How I wish that I could hold onto the anger in some small measure. To cherish a tiny piece of it to be brought out whenever I needed a reminder of why I made that decision. To forget means to start the cycle over.

7 comments:

Kyla Roma said...

This is such a hard one. I try to let people drift more that sever ties from them now, but it's hard. I have a lot of friends who are these incredible networkers who keep in touch with anything, and part of me thinks that I might just not have that gene.

When I let people drift I have a lot less trouble with it than I used to, but I don't keep in touch. I'm just not that person, and while I'm glad I've been able to get around it bothering me, I'm not sure it's the best for me, or for my heart in the end.

Becky said...

I don't keep in touch with those that I am no longer friends with. But, I still wonder about them from time to time. I think its natural. After all, for awhile, they were a significant part of my life.

Its always easier to play the "what-if" game after you've made your move. But you can also tell if you've made the right decision by the way you react to things....such as no longer being sick in the morning. Hang in my friend, it will get easier. *hugs*

Sherri Cornelius said...

I'm the same way, Princess. Learning how to let go has been a big part of my life the past few years, and I think I've made a lot of progress. I always thought my tendency to obsess about the past was just another manifesting of my OCD. Got rid of the physical symptoms, for the most part, but the mental requires different work. I've been helped along my way by a couple of people who cut me completely out of THEIR lives. That showed me that it was possible to completely let go, that I wouldn't die, that they were no longer any of my business.

rachaelgking said...

Eh, I think it's only natural to be curious about people who had such a big impact on your life. :-)

Lisa said...

I left a job that made me feel much like what you described. It was six months before that frantic feeling left me and I was able to be at work without feeling like I had to move at mach 10 all the time, and I still dream about that job. I sent my ex-boss birthday and Christmas cards that first year, and even went to see him once.
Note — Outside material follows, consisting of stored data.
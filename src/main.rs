use actix_cors::Cors;
use actix_web::{middleware, web, App, HttpServer};
use personal_manager::config::{CorsSettings, LoggingSettings, Settings};
use personal_manager::core::{ResponseEvaluator, Summarizer};
use personal_manager::routes::{self, AppState};
use personal_manager::services::{GeminiClient, PostgresClient};
use std::sync::Arc;
use tracing::{error, info};
use tracing_subscriber::EnvFilter;

fn init_logging(logging: &LoggingSettings) {
    // RUST_LOG wins over the configured level
    let filter = EnvFilter::try_from_default_env()
        .unwrap_or_else(|_| EnvFilter::new(&logging.level));

    let subscriber = tracing_subscriber::fmt()
        .with_env_filter(filter)
        .with_target(false)
        .with_level(true);

    match logging.format.as_str() {
        "pretty" => subscriber.pretty().init(),
        "compact" => subscriber.compact().init(),
        _ => subscriber.json().init(),
    }
}

fn build_cors(settings: &CorsSettings) -> Cors {
    if settings.allowed_origins.is_empty() {
        return Cors::permissive();
    }

    settings
        .allowed_origins
        .iter()
        .fold(Cors::default(), |cors, origin| cors.allowed_origin(origin))
        .allow_any_method()
        .allow_any_header()
        .supports_credentials()
}

fn startup_error(context: &str, err: impl std::fmt::Display) -> std::io::Error {
    error!("{}: {}", context, err);
    std::io::Error::new(std::io::ErrorKind::Other, format!("{}: {}", context, err))
}

#[actix_web::main]
async fn main() -> std::io::Result<()> {
    // Load .env file if present
    dotenv::dotenv().ok();

    let settings = Settings::load().map_err(|e| {
        // Logging is not configured yet
        eprintln!("Failed to load configuration: {}", e);
        std::io::Error::new(std::io::ErrorKind::InvalidInput, e.to_string())
    })?;

    init_logging(&settings.logging);

    info!("Starting Personal Manager service...");

    if settings.gemini.api_key.is_empty() {
        error!("GEMINI_API_KEY is not set; analysis and summary calls will be rejected upstream");
    }

    let timeout = settings.gemini.timeout();

    let analysis_llm = GeminiClient::analysis(&settings.gemini)
        .map_err(|e| startup_error("Failed to create analysis client", e))?;
    let summary_llm = GeminiClient::summary(&settings.gemini)
        .map_err(|e| startup_error("Failed to create summary client", e))?;

    info!(
        "Gemini clients initialized (analysis: {}, summary: {}, timeout: {:?})",
        analysis_llm.model(),
        summary_llm.model(),
        timeout
    );

    let store = PostgresClient::from_settings(&settings.database)
        .await
        .map_err(|e| startup_error("Failed to connect to PostgreSQL", e))?;

    info!("PostgreSQL client initialized");

    let app_state = AppState {
        evaluator: ResponseEvaluator::new(Arc::new(analysis_llm), timeout),
        summarizer: Summarizer::new(Arc::new(summary_llm), timeout),
        store: Arc::new(store),
    };

    let host = settings.server.host.clone();
    let port = settings.server.port;
    let workers = settings.server.workers.unwrap_or(4);
    let cors_settings = settings.cors.clone();

    info!("Starting HTTP server on {}:{}", host, port);

    HttpServer::new(move || {
        App::new()
            .app_data(web::Data::new(app_state.clone()))
            .app_data(routes::json_config())
            .wrap(build_cors(&cors_settings))
            .wrap(middleware::Logger::default())
            .wrap(middleware::Compress::default())
            .configure(routes::configure_routes)
    })
    .workers(workers)
    .bind((host, port))?
    .run()
    .await
}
It took me a long time to realize we weren't going to be friends anymore, especially since I went to a competitor and he considered me the "enemy." That's when I cut ties. It does get easier, it just takes time.

Tryphyna said...

It's hard to sever ties to people who have left an impact on you. In some respects, even though they're not in your life, they left a mark on you, and that mark is something that you continue to carry.

I think, given time, you'll be able to let go of the pain, but still remember why you let them go.

You don't need to FEEL the pain to remember it.

Lynda said...

People tell me that I shouldn't be wondering about my ex, or what he is doing, and that I "obsess" over him.

I have history with him. I think it's natural to wonder if he has moved on, and what he is doing, and is he taking care of our cats?

I don't know how you can completely erase a person from your mind.